Non-invasive OCTA and invasive UWF-FA were performed to assess the vascular structure of the posterior pole of the eye (
Figure 3).
In the available literature, FA images demonstrated blocked fluorescence consistent with retinal hemorrhages. Most of the cases had normal retinal and choroidal vascular filling [
7]. Similarly, UWF-FA of the RE in our patient showed areas of fluorescein flow blockage that correspond to hemorrhages in the posterior pole of the eye. It also revealed multiple foci of hyperfluorescence with the type of window defects corresponding to RPE damage. No delayed venous filling was found; thus, the thrombotic nature of the lesions was excluded. Furthermore, our study is the first using UWF imaging methods among others in monitoring ODR.
As in FA, vascular structure in OCTA was found to be normal with no evidence of impaired vascular perfusion or enlargement of the foveal avascular zone (FAZ), which was confirmed in previously published studies [
14]. OCTA provided high quality angiograms, which showed normal retinal vascular configuration (as in FA) and was helpful in differentiating ODR from other retinal diseases, mainly from CRVO.
Based on the medical history, clinical picture and the course of treatment, the patient was diagnosed with ODR, which probably occurred due to a rapid decrease of IOP in the RE.
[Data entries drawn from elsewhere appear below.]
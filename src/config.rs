//! Engine thresholds and limits.
//!
//! Every cutoff used by the analysis passes lives here as a named value so
//! tests can exercise boundary behavior directly instead of chasing literals.

use serde::{Deserialize, Serialize};

/// Maximum number of snapshots retained in a history artifact. Oldest entries
/// are dropped first when the cap is exceeded.
pub const MAX_HISTORY_ENTRIES: usize = 90;

/// Current history artifact schema version. The legacy bare-array format is
/// normalized to version 0 on parse.
pub const SCHEMA_VERSION: u32 = 1;

#[derive(Debug, Clone, Serialize, Deserialize)]
pub struct EngineConfig {
    /// Proposal cycle time (discussion to ready) healthy/at-risk cutoffs, hours.
    pub cycle_time_healthy_hours: f64,
    pub cycle_time_at_risk_hours: f64,

    /// Implementation lead time (ready to merged PR) cutoffs, hours.
    pub lead_time_healthy_hours: f64,
    pub lead_time_at_risk_hours: f64,

    /// Blocked-ready-work fraction cutoffs and the age at which a ready
    /// proposal counts as waiting.
    pub blocked_ready_healthy_fraction: f64,
    pub blocked_ready_at_risk_fraction: f64,
    pub blocked_ready_age_hours: f64,

    /// Dashboard freshness cutoffs, hours since the snapshot was generated.
    pub freshness_healthy_hours: f64,
    pub freshness_at_risk_hours: f64,

    /// Discoverability visibility-score floors.
    pub visibility_healthy_score: f64,
    pub visibility_at_risk_score: f64,

    /// Staleness threshold for bottleneck detection, hours.
    pub staleness_hours: i64,

    /// Maximum incidents reported per run.
    pub max_incidents: usize,
}

impl Default for EngineConfig {
    fn default() -> Self {
        Self {
            cycle_time_healthy_hours: 48.0,
            cycle_time_at_risk_hours: 72.0,
            lead_time_healthy_hours: 72.0,
            lead_time_at_risk_hours: 120.0,
            blocked_ready_healthy_fraction: 0.20,
            blocked_ready_at_risk_fraction: 0.40,
            blocked_ready_age_hours: 24.0,
            freshness_healthy_hours: 24.0,
            freshness_at_risk_hours: 48.0,
            visibility_healthy_score: 80.0,
            visibility_at_risk_score: 60.0,
            staleness_hours: 24,
            max_incidents: 10,
        }
    }
}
The ODR differential diagnosis includes, among others, CRVO often accompanied by macular edema. Compared to CRVO, ODR appears in patients who are typically younger, asymptomatic, and have a full return to pre-event fundus exam. With few exceptions, there is no venous dilatation in ODR, which can be observed in CRVO. It also includes Valsalva retinopathy (VR), which follows a sudden increase in pressure in the chest. In contrast to ODR, VR typically causes pre-retinal hemorrhages with a macular predilection. ODR hemorrhages tend to occur in all retinal layers. Other ocular conditions such as Terson’s syndrome occurring in sudden intracranial hemorrhage, as well as diabetic retinopathy, shaken baby syndrome, ocular ischemic syndrome and coagulopathies must be excluded in the diagnostics process [
3,
11].
In conclusion, ODR is a rare, usually self-limiting condition that is a result of a rapid decrease in IOP. In most cases, it is asymptomatic. In ODR, pharmacological, laser and surgical treatment methods are used to reduce IOP pressure values. Multimodal imaging methods, including color fundus photography, OCT, OCTA and FA, provide valuable insights into the pathophysiology of ODR and help in its differentiation from other retinal diseases. They usually show multiple intraretinal, small hemorrhages which resolve themselves within a few weeks. This is important in choosing the type of therapy; for example, if changes in the retinal blood flow contribute to the development of ODR, methods affecting vascular system may be more effective. Among others, OCT can be used to evaluate changes in retinal thickness and morphology and FA or OCTA to assess blood flow, which is helpful for clinicians to better understand the pathophysiology of ODR. To the best of our knowledge, this is the first report in which multimodal imaging techniques were used in monitoring ODR. It provides more detailed imaging information and some guidance to clinical ophthalmologists in managing the complications of APAC. Nowadays, these methods play a crucial role in illustrating retinal disorders and making therapeutic decisions in the course of the disease [
15,
16]. Additionally, our study is the first one summarizing imaging methods used in ODR evaluation and include UWF-FA images of this ocular condition. Future studies should focus on the use and monitoring of ODR by multimodal imaging methods to provide additional understanding of the course of the disease.